YOUR OBJECTIVE: Look through the material and tally each line bearing the word "expected". Give only the total.

PROVIDED INFORMATION:
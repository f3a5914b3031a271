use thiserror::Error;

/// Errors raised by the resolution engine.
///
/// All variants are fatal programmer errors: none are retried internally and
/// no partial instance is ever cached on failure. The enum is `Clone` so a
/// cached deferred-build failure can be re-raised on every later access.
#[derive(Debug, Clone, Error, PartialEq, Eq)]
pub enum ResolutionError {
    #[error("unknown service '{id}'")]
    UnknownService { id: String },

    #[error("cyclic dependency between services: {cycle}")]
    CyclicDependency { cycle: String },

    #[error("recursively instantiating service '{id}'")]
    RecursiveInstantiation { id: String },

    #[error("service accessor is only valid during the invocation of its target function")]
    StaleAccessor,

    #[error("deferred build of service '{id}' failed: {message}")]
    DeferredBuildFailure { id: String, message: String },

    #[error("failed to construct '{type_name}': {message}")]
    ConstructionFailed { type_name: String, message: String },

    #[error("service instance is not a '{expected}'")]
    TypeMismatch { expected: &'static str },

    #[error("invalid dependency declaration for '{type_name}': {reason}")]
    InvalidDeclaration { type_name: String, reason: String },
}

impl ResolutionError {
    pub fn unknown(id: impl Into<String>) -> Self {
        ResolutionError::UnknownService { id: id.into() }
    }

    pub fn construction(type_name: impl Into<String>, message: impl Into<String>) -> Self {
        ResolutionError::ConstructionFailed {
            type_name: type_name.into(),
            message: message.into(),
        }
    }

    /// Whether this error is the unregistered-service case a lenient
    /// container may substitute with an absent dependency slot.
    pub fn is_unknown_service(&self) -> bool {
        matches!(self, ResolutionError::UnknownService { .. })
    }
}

REPLY: 2